Stored dataset items:
▬▬▬▬▬▬
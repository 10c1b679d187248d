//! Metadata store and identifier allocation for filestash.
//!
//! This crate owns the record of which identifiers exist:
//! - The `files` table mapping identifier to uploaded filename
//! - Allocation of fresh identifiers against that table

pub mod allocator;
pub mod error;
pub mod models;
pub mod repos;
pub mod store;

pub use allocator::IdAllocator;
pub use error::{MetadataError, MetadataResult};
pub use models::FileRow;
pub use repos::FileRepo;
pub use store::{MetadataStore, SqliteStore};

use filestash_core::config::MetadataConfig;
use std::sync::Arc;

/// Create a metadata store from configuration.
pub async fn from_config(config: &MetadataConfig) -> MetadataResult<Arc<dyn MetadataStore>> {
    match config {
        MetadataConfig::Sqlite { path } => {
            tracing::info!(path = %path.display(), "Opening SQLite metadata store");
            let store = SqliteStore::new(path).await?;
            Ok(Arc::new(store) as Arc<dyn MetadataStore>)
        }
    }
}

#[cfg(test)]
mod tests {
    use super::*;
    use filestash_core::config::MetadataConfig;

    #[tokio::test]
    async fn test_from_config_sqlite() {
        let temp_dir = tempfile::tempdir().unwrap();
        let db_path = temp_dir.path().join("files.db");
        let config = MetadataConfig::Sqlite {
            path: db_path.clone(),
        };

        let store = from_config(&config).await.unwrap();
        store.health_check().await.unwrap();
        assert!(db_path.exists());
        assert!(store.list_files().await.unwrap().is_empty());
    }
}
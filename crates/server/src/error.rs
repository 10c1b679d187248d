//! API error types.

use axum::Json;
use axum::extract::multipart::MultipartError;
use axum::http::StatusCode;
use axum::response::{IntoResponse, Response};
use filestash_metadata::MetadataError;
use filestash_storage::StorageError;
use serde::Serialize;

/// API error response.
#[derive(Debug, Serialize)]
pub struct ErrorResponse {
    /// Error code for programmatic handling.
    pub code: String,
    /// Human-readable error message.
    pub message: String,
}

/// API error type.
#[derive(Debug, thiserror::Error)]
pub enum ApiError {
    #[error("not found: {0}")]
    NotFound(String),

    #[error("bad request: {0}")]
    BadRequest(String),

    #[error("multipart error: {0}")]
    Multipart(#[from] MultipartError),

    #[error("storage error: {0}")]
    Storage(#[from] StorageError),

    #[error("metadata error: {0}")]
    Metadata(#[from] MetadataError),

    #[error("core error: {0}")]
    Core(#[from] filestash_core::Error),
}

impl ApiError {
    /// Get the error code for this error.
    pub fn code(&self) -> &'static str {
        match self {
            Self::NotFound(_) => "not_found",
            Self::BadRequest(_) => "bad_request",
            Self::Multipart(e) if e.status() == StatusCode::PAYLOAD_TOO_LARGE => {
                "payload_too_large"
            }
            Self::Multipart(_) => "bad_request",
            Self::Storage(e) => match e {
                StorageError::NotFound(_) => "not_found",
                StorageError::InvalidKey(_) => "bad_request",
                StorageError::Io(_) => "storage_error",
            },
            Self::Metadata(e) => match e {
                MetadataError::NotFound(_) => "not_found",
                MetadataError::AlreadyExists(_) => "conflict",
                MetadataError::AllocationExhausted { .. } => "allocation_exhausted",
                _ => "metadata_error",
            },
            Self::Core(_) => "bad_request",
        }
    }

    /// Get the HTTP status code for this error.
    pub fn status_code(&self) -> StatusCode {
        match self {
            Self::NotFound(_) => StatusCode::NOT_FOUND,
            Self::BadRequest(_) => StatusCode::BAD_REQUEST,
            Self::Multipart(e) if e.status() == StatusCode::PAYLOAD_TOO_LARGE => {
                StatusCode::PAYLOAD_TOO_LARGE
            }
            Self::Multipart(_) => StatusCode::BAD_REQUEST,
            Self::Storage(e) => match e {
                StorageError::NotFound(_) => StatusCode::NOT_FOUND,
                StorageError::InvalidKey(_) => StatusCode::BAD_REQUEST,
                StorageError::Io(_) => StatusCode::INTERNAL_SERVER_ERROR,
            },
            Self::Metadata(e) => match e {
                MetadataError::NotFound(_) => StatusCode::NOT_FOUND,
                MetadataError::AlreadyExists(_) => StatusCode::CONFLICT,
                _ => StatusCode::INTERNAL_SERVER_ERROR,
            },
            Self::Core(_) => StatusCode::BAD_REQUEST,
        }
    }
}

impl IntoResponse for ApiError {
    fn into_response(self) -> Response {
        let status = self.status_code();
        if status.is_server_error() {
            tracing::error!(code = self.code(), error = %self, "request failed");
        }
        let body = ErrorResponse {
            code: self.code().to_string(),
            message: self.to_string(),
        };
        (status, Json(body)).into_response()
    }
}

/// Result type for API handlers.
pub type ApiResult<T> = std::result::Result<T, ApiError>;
▬▬▬▬▬▬
# AIM OF THE TASK
Could you filter the entries above for lines holding the string "StorageError" and copy them?

# PROBLEM SOLUTION
use filestash_storage::StorageError;
    Storage(#[from] StorageError),
                StorageError::NotFound(_) => "not_found",
                StorageError::InvalidKey(_) => "bad_request",
                StorageError::Io(_) => "storage_error",
                StorageError::NotFound(_) => StatusCode::NOT_FOUND,
                StorageError::InvalidKey(_) => StatusCode::BAD_REQUEST,
                StorageError::Io(_) => StatusCode::INTERNAL_SERVER_ERROR,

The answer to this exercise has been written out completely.